Em mais de 3 horas de evento, Manuela se dedicou a autografar cada um dos mais 300 livros vendidos na oportunidade e a realizar um bate-papo descontraído e potente com o público. Embora conduzido com leveza, a discussão apostou em temas polêmicos, como violência política, machismo e desigualdade.
Para começar, a jornalista descreveu as dificuldades enfrentadas sobretudo nos últimos anos, onde o ódio de classe e contra a cidadania de mulheres, negros, LGBTI+s e pobres saiu das redes, tomou as ruas e ainda elegeu um presidente. "Eu vivi o ódio, a violência política, o machismo. Eu sou do Sul, o local que atiraram na caravana do Lula", falou, descrevendo o que chama de "hegemonia política cruel, antipovo e assassina" que se instalou no país e que já matou a vereadora Marielle Franco (PSOL-RJ) e seu motorista Anderson e que causou o auto-exílio do ex-deputado federal Jean Wyllys (PSOL-RJ) e da filósofa Márcia Tiburi.
Revolução Laura
Manuela D’ávila disse que sua obra literária é fruto de uma grande reflexão sobre as diferenças de "ser mulher na política" e "ser mulher e mãe na política". "Eu faço política desde os 22. Aos 37 me dei conta que, apesar de conhecer o machismo na política, eu não tinha a menor ideia do que era o machismo na política. A maternidade foi um soco na minha cara. O machismo enfrentado aqui era muito pior que aquilo tudo", disse ela ao explicar que todo o sistema de funcionamento do parlamento, por exemplo, é feito para homens.
De acordo com D’ávila, o fato é que os homens, quando pais, não tinham as responsabilidades que recaem sobre mães e trabalhadoras domésticas. "A reunião de liderança partidária era 12 horas, mas nesse horário eu tinha que pegar minha filha na escola", exemplificou. A ex-deputada, com passagens pela Câmara Federal e a Assembleia do Rio Grande do Sul, acredita que a nossa formação social patriarcal, que atribrui o lugar da mulher e o do homem na sociedade, garante que uma mulher ou uma empregada teria essa atribuição no lugar dos homens.

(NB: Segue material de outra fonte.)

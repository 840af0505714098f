//! In-process [`DocumentStore`] over a running [`ChangeService`].
//!
//! `gantryctl serve` feeds its snapshot pipeline from the same hubs it exposes over
//! HTTP, so each collection has exactly one store subscription and one accumulator
//! behind both the local snapshots and what remote watchers list.

use futures::StreamExt;
use gantry_core::{
    AuthenticationPolicy, Certificate, Cluster, Middleware, Resource, ResourceKind, Route, ServiceDiscovery,
};
use gantry_kubehub::{Document, DocumentStore, FeedEvent, FeedStream, StoreError};
use tracing::warn;

use crate::{ApiError, ChangeHub, ChangeService, EventType, WatchResponse};

impl From<ApiError> for StoreError {
    fn from(e: ApiError) -> Self {
        // Both end states are recovered by re-listing.
        StoreError::Transient(e.to_string())
    }
}

/// Reads the hubs of a [`ChangeService`] in the same process.
#[derive(Clone)]
pub struct LocalStore {
    service: ChangeService,
}

impl LocalStore {
    pub fn new(service: ChangeService) -> Self { Self { service } }
}

impl ChangeService {
    /// A [`DocumentStore`] backed by this service's hubs.
    pub fn local_store(&self) -> LocalStore { LocalStore::new(self.clone()) }
}

fn document<T: Resource>(resource: &T) -> Result<Document, StoreError> {
    let body = serde_json::to_value(resource)
        .map_err(|e| StoreError::Fatal(format!("encoding {} {}: {}", T::KIND, resource.id(), e)))?;
    Ok(Document { id: resource.id().to_string(), body })
}

fn list_hub<T: Resource>(hub: &ChangeHub<T>) -> Result<Vec<Document>, StoreError> {
    hub.list()?.iter().map(document).collect()
}

fn feed_event<T: Resource>(ev: WatchResponse<T>) -> Option<Result<FeedEvent, StoreError>> {
    let doc = match document(&ev.resource) {
        Ok(doc) => doc,
        Err(e) => return Some(Err(e)),
    };
    match ev.event_type {
        EventType::Create => Some(Ok(FeedEvent::insert(doc.id, doc.body))),
        EventType::Update => Some(Ok(FeedEvent::update(doc.id, doc.body))),
        EventType::Delete => Some(Ok(FeedEvent::delete(doc.id, Some(doc.body)))),
        EventType::Unknown => None,
    }
}

fn watch_hub<T: Resource>(hub: &ChangeHub<T>) -> Result<FeedStream, StoreError> {
    let stream = hub.watch()?.into_stream().filter_map(|item| {
        futures::future::ready(match item {
            Ok(ev) => feed_event(ev),
            Err(e) => Some(Err(StoreError::from(e))),
        })
    });
    Ok(stream.boxed())
}

fn kind_of(collection: &str) -> Result<ResourceKind, StoreError> {
    ResourceKind::ALL.into_iter().find(|k| k.collection() == collection).ok_or_else(|| {
        warn!(collection, "no change hub for collection");
        StoreError::Fatal(format!("unknown collection {}", collection))
    })
}

#[async_trait::async_trait]
impl DocumentStore for LocalStore {
    fn name(&self) -> &'static str { "local" }

    async fn list(&self, collection: &str) -> Result<Vec<Document>, StoreError> {
        let s = &self.service;
        match kind_of(collection)? {
            ResourceKind::Route => list_hub::<Route>(&s.routes),
            ResourceKind::Cluster => list_hub::<Cluster>(&s.clusters),
            ResourceKind::Middleware => list_hub::<Middleware>(&s.middlewares),
            ResourceKind::Certificate => list_hub::<Certificate>(&s.certificates),
            ResourceKind::AuthenticationPolicy => list_hub::<AuthenticationPolicy>(&s.authentication_policies),
            ResourceKind::ServiceDiscovery => list_hub::<ServiceDiscovery>(&s.service_discoveries),
        }
    }

    async fn open_feed(&self, collection: &str) -> Result<FeedStream, StoreError> {
        let s = &self.service;
        match kind_of(collection)? {
            ResourceKind::Route => watch_hub::<Route>(&s.routes),
            ResourceKind::Cluster => watch_hub::<Cluster>(&s.clusters),
            ResourceKind::Middleware => watch_hub::<Middleware>(&s.middlewares),
            ResourceKind::Certificate => watch_hub::<Certificate>(&s.certificates),
            ResourceKind::AuthenticationPolicy => watch_hub::<AuthenticationPolicy>(&s.authentication_policies),
            ResourceKind::ServiceDiscovery => watch_hub::<ServiceDiscovery>(&s.service_discoveries),
        }
    }
}
//! Document shapes of the six configuration resource types.
//!
//! All documents use camelCase JSON, ignore unknown fields and default every
//! optional section, so partial documents written by administrative tooling parse.

use std::collections::BTreeMap;

use serde::{Deserialize, Serialize};

use crate::{Resource, ResourceId, ResourceKind};

#[derive(Debug, Clone, PartialEq, Eq, Default, Serialize, Deserialize)]
#[serde(rename_all = "camelCase", default)]
pub struct Route {
    pub id: ResourceId,
    pub cluster_id: Option<ResourceId>,
    /// Lower values are matched first.
    pub order: i32,
    #[serde(rename = "match")]
    pub route_match: RouteMatch,
    pub middlewares: Vec<ResourceId>,
    pub authentication_policy: Option<ResourceId>,
    pub metadata: BTreeMap<String, String>,
}

#[derive(Debug, Clone, PartialEq, Eq, Default, Serialize, Deserialize)]
#[serde(rename_all = "camelCase", default)]
pub struct RouteMatch {
    /// Path template, e.g. `/api/{version}/{**rest}`.
    pub path: Option<String>,
    pub hosts: Vec<String>,
    pub methods: Vec<String>,
    pub headers: Vec<HeaderMatch>,
}

#[derive(Debug, Clone, PartialEq, Eq, Default, Serialize, Deserialize)]
#[serde(rename_all = "camelCase", default)]
pub struct HeaderMatch {
    pub name: String,
    pub values: Vec<String>,
}

#[derive(Debug, Clone, PartialEq, Eq, Default, Serialize, Deserialize)]
#[serde(rename_all = "camelCase", default)]
pub struct Cluster {
    pub id: ResourceId,
    pub destinations: BTreeMap<String, Destination>,
    pub load_balancing_policy: Option<String>,
    pub metadata: BTreeMap<String, String>,
}

#[derive(Debug, Clone, PartialEq, Eq, Default, Serialize, Deserialize)]
#[serde(rename_all = "camelCase", default)]
pub struct Destination {
    pub address: String,
    pub health: Option<String>,
}

#[derive(Debug, Clone, PartialEq, Default, Serialize, Deserialize)]
#[serde(rename_all = "camelCase", default)]
pub struct Middleware {
    pub id: ResourceId,
    /// Middleware implementation name, e.g. `httpsRedirect` or `rateLimit`.
    pub kind: String,
    pub settings: serde_json::Value,
}

#[derive(Debug, Clone, PartialEq, Eq, Default, Serialize, Deserialize)]
#[serde(rename_all = "camelCase", default)]
pub struct Certificate {
    pub id: ResourceId,
    pub hosts: Vec<String>,
    /// Reference into the certificate storage; the material itself never travels here.
    pub secret_ref: String,
    pub not_after: Option<String>,
}

#[derive(Debug, Clone, PartialEq, Default, Serialize, Deserialize)]
#[serde(rename_all = "camelCase", default)]
pub struct AuthenticationPolicy {
    pub id: ResourceId,
    pub scheme: String,
    pub settings: serde_json::Value,
}

#[derive(Debug, Clone, PartialEq, Default, Serialize, Deserialize)]
#[serde(rename_all = "camelCase", default)]
pub struct ServiceDiscovery {
    pub id: ResourceId,
    pub cluster_id: ResourceId,
    pub provider: String,
    pub settings: serde_json::Value,
}

macro_rules! impl_resource {
    ($($ty:ty => $kind:expr),* $(,)?) => {
        $(
            impl Resource for $ty {
                const KIND: ResourceKind = $kind;
                fn id(&self) -> &ResourceId { &self.id }
            }
        )*
    };
}

impl_resource! {
    Route => ResourceKind::Route,
    Cluster => ResourceKind::Cluster,
    Middleware => ResourceKind::Middleware,
    Certificate => ResourceKind::Certificate,
    AuthenticationPolicy => ResourceKind::AuthenticationPolicy,
    ServiceDiscovery => ResourceKind::ServiceDiscovery,
}

impl Route {
    pub fn new(id: impl Into<ResourceId>, cluster_id: Option<&str>) -> Self {
        Self { id: id.into(), cluster_id: cluster_id.map(ResourceId::from), ..Default::default() }
    }

    pub fn with_path(mut self, path: &str) -> Self {
        self.route_match.path = Some(path.to_string());
        self
    }
}

impl Cluster {
    pub fn new(id: impl Into<ResourceId>) -> Self {
        Self { id: id.into(), ..Default::default() }
    }

    pub fn with_destination(mut self, name: &str, address: &str) -> Self {
        self.destinations.insert(name.to_string(), Destination { address: address.to_string(), health: None });
        self
    }
}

A jornalista narra que essas violências cotidianas, somadas às agressões morais sofridas, especialmente nas eleições de 2018, motivaram a escrita. "Eu decidi escrever porque sofro violência todos os dias. A Lola (Aronovich - professora e escritora) sabe bem o que eu digo", enfatizou ao relatar a perseguição e as ameaças que sobfreu na internet e a inundação das redes por informações fraudulentas a seu respeito. Ao mesmo tempo, os ataques revelaram um outro lado, conforme Manuela: "Mas também me deparei na eleição com mulheres que eram o oposto disso tudo que tomou conta do Brasil. Mulheres que discutiam a sua maternidade. Mulheres que se uniam", exemplifica.
D’ávila rebateu ainda o discurso que a pauta das mulheres é meramente um assunto identitário, ou uma demanda de grau inferior, avaliação, segundo ela, comum na política e até mesmo na esquerda. "Nós mulheres somos expulsas do espaço público. Os partidos, no geral, não são o PCdoB, que deu condições para eu circular com a minha filha. Se é pra ter igualdade, as mulheres que são mães precisam ter condições de estar nos espaços públicos", destaca.
Desigualdade brasileira, gênero e raça
Dando continuidade a este raciocínio, Manuela mergulhou na reflexão sobre a sociedade capitalista e a desigualdades que produz. "No Brasil, a desigualdade começa economicamente, se estrutura regionalmente, mas só isso não explica como a mulher negra ganha 63% do homem trabalhando num mesmo posto. A desigualdade brasileira se configura além de tudo racial e por gênero. Isso não é discurso identitário, é de classe sim. A transformação não vai acontecer sem a gente dizer que a questão de gênero é importante. Ela é muito importante, assim como a questão racial", falou, arrancado aplausos da plateia.
Ela acredita que é preciso compreender que a superação dos problemas nacionais, assim como as demandas dos povos oprimidos em todo o globo, passa por ter mulheres no espaço público e negros no poder. "Por isso que as mulheres são as mobilizadas neste momento no mundo, (...) porque a crise não afeita igual a todo mundo".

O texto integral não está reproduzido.